**Dataset entries**
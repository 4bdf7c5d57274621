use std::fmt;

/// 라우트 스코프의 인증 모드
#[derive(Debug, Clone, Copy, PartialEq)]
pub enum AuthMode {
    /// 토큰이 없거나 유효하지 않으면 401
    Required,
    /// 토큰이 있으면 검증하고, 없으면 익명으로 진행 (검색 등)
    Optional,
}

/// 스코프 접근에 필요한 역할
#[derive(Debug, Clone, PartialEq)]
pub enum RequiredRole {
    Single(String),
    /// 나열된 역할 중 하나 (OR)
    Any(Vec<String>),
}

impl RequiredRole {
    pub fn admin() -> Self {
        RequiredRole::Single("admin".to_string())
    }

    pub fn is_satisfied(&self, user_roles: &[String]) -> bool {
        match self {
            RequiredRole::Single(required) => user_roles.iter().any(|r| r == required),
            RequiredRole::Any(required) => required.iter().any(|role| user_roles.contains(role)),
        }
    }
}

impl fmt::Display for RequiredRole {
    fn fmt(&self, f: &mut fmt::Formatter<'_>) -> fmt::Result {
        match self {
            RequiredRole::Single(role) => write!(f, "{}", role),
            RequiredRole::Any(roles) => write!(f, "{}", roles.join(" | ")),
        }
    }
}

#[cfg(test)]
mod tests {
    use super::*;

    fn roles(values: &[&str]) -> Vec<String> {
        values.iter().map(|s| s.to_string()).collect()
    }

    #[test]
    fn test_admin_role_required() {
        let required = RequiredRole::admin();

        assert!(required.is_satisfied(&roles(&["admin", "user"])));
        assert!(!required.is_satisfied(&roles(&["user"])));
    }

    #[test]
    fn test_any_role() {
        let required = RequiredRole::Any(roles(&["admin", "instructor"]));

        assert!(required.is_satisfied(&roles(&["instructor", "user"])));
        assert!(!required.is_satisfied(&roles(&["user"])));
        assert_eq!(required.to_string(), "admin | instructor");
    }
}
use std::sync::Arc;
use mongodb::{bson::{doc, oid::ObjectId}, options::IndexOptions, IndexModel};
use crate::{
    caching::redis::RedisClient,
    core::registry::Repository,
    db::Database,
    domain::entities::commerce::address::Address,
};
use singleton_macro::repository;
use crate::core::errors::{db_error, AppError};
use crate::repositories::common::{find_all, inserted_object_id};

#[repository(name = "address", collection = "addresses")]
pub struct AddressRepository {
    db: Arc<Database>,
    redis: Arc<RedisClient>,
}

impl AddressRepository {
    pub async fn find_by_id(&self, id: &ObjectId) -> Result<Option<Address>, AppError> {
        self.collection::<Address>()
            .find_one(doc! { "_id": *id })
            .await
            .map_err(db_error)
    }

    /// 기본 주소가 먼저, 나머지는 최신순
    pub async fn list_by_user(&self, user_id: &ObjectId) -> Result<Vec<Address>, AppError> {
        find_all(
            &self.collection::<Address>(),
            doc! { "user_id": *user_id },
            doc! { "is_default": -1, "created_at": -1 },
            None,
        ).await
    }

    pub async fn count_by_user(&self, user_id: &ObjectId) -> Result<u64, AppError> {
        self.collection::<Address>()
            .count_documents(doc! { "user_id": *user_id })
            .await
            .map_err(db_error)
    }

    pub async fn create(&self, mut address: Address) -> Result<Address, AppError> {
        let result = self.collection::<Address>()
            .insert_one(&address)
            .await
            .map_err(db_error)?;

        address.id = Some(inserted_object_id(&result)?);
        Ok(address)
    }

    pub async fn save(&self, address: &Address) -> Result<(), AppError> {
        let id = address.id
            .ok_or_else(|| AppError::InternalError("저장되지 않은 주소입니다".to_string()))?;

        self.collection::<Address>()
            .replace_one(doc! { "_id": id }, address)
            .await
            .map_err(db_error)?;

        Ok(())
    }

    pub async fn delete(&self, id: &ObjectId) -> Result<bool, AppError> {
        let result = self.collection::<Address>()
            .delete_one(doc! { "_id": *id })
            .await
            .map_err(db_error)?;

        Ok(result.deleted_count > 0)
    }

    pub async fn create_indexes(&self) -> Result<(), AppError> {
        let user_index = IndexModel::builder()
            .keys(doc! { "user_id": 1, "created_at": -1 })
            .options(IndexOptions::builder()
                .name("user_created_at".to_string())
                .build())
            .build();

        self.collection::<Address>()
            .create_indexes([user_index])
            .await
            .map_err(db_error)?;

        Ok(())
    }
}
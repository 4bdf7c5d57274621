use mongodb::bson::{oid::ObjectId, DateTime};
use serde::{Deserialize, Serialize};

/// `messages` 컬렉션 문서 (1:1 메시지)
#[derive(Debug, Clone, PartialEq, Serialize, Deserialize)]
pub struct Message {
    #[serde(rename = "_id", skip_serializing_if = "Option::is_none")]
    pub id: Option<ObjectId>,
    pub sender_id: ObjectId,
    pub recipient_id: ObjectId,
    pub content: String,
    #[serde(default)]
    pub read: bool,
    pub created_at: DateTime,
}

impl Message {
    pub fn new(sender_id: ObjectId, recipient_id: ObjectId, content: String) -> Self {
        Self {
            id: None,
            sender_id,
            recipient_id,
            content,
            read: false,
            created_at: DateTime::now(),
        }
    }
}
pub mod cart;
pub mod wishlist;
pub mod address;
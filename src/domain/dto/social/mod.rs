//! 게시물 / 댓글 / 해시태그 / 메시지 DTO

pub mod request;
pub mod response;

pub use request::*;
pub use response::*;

**ACTION ITEM**
Copy the lines from the start of the data verbatim, stopping after the line containing "pub fn admin()".

**RESULT**
repository 4bdf7c5d57274621
use std::fmt;

/// 라우트 스코프의 인증 모드
#[derive(Debug, Clone, Copy, PartialEq)]
pub enum AuthMode {
    /// 토큰이 없거나 유효하지 않으면 401
    Required,
    /// 토큰이 있으면 검증하고, 없으면 익명으로 진행 (검색 등)
    Optional,
}

/// 스코프 접근에 필요한 역할
#[derive(Debug, Clone, PartialEq)]
pub enum RequiredRole {
    Single(String),
    /// 나열된 역할 중 하나 (OR)
    Any(Vec<String>),
}

impl RequiredRole {
    pub fn admin() -> Self {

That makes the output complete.